Mel finds inspiration on the doorstep of her Alaró home

It’s a crisp October morning when we pull up the crunching driveway in the heart of Alaró countryside. A Springer Spaniel bounds up, greets us with canine over-enthusiasm, and ushers us up to the house. It’s a charmingly rustic affair with cerulean-blue shutters and rough stone walls, all surrounded by gardens brimming with greenery; the smell from a log fire inside adds to the wonderfully autumnal vibe. A broad panorama of rolling landscape also spreads out before us, dominated by the dramatic Puig d’Alaró peak. Mel welcomes us with a warm smile and recounts the story how she found this magical place she now calls home. 

“I’d been visiting for many years, staying with a friend who lived Alaró,” she begins. Loving the area she decided she wanted to buy here, but soon become frustrated with endless showings of places she didn’t connect with. One day out jogging, however, she stumbled across a ‘SE VENDE’ sign on a property close by. It was a ‘this is it’ moment. “I always say this place chose me,” Mel says with a wistful smile. 

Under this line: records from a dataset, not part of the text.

//! HTTP server: shared state, router assembly and the serve loop.

use std::sync::Arc;

use axum::Router;
use chrono::{NaiveDate, NaiveDateTime};
use chrono_tz::Tz;
use salon_adapters::MailAdapter;
use tokio::net::TcpListener;
use tracing::{info, warn};

use crate::api;
use crate::auth::{auth_routes, TokenService};
use crate::config::{AppConfig, ConfigError};
use crate::database::Database;
use crate::middleware;
use crate::utils::local_now;

/// Application state shared across handlers.
#[derive(Clone)]
pub struct AppState {
    pub db: Database,
    pub config: Arc<AppConfig>,
    pub mailer: Arc<dyn MailAdapter>,
    pub tokens: Arc<TokenService>,
    pub tz: Tz,
}

impl AppState {
    pub fn new(config: AppConfig, db: Database, mailer: Arc<dyn MailAdapter>) -> Result<Self, ConfigError> {
        let tz = config.booking.tz()?;
        Ok(Self {
            tokens: Arc::new(TokenService::new(&config.auth)),
            config: Arc::new(config),
            db,
            mailer,
            tz,
        })
    }

    /// Wall-clock time at the salon.
    pub fn now(&self) -> NaiveDateTime {
        local_now(self.tz)
    }

    pub fn today(&self) -> NaiveDate {
        self.now().date()
    }
}

pub fn router(state: AppState) -> Router {
    let api = Router::new()
        .nest("/auth", auth_routes())
        .merge(api::catalog::routes())
        .merge(api::user::routes())
        .merge(api::booking::routes())
        .merge(api::shop::routes())
        .nest("/admin", api::admin::routes());

    let server_config = state.config.server.clone();
    let app = Router::new().nest("/api", api).with_state(state);
    middleware::apply(app, &server_config)
}

/// Run the HTTP server until Ctrl-C.
pub async fn run(state: AppState) -> std::io::Result<()> {
    let addr = state.config.server.bind_addr.clone();
    let app = router(state);

    let listener = TcpListener::bind(&addr).await?;
    info!("Listening on http://{}", addr);

    axum::serve(listener, app)
        .with_graceful_shutdown(shutdown_signal())
        .await
}

async fn shutdown_signal() {
    match tokio::signal::ctrl_c().await {
        Ok(()) => info!("Shutting down"),
        Err(err) => {
            warn!("Cannot listen for Ctrl-C, running until killed: {}", err);
            std::future::pending::<()>().await
        }
    }
}
//! Create [stac-geoparquet](https://github.com/stac-utils/stac-geoparquet)
//! from STAC items.
//!
//! Items come from a [Source]: either a STAC API items endpoint, whose pages
//! are fetched one at a time by following `next` links, or a local directory
//! of STAC item files. The resolved items are handed off to
//! [stac](https://crates.io/crates/stac) for geoparquet encoding, so schema
//! inference, geometry encoding, and parquet serialization are all external
//! concerns.
//!
//! # Examples
//!
//! ```no_run
//! use stac_geoparquet_items::{Options, Source};
//!
//! let source: Source = "data/items".parse().unwrap();
//! let items = source.resolve(&Options::default()).unwrap();
//! stac_geoparquet_items::write(items, "items.parquet", None).unwrap();
//! ```

mod error;
mod source;
mod write;

pub use {
    error::Error,
    source::{Options, Page, Pages, Source},
    write::{add_geoparquet_asset, write},
};

/// Crate-specific result type.
pub type Result<T> = std::result::Result<T, Error>;

/// Returns a string suitable for use as a HTTP user agent.
pub fn user_agent() -> &'static str {
    concat!(env!("CARGO_PKG_NAME"), "/", env!("CARGO_PKG_VERSION"))
}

From production to printing

Before moving to Mallorca she’d lived mostly between the UK and Asia, running a successful film production company. But after over two decades, it was time to “hang up my producer boots and get the paint box out.” And like many, it was lockdown when Mel suddenly felt she had time to stop and really observe the nature around her. Inspired by the native flora, “fabric designs started to consume my life and feed my soul and wellbeing.” 

Mel inherited her mother’s passion for interior design and nature, a pairing she applies to her textile design. “Wherever I look designs and patterns just jump out,” she says. She also puts her eye for design down to her years of film making and editing: “you develop an instinct of what feels right.” She creates her designs on paper and these are translated to teak blocks in Jaipur, India, before artisan printers produce the pattern on fabric. The first run of her Blue Thistle collection sold out quickly, partly thanks to a big order from Germany. It came unexpectedly through someone she had met during a hc/ Connect & Grow Digital Marketing Workshop. “It really did help me connect and grow!” Mel laughs.

A home with soul

She also points to the ‘cross pollination’ of creativity in her home. “There are no straight lines in nature” was a mantra her mother would repeat, and Mel’s interior design choices reflect this. When walls were replastered she insisted they follow their unique uneven quality. She also kept raw concrete beams exposed as well as the original ancient front doors. “Everything that had a soul had to stay,” she beams. Echoing her own designs, flooring inside and out is reclaimed patterned tiling. She’d found just a pair of tiles at the Consell flea market. “I asked the man if he had any more and he turned up with six crates of them!” she recalls.

It’s clear since moving to Mallorca, the fabric of Mel’s home, work and creativity have become finely interwoven. “They’re the essence of my whole life now,” she says, contentedly.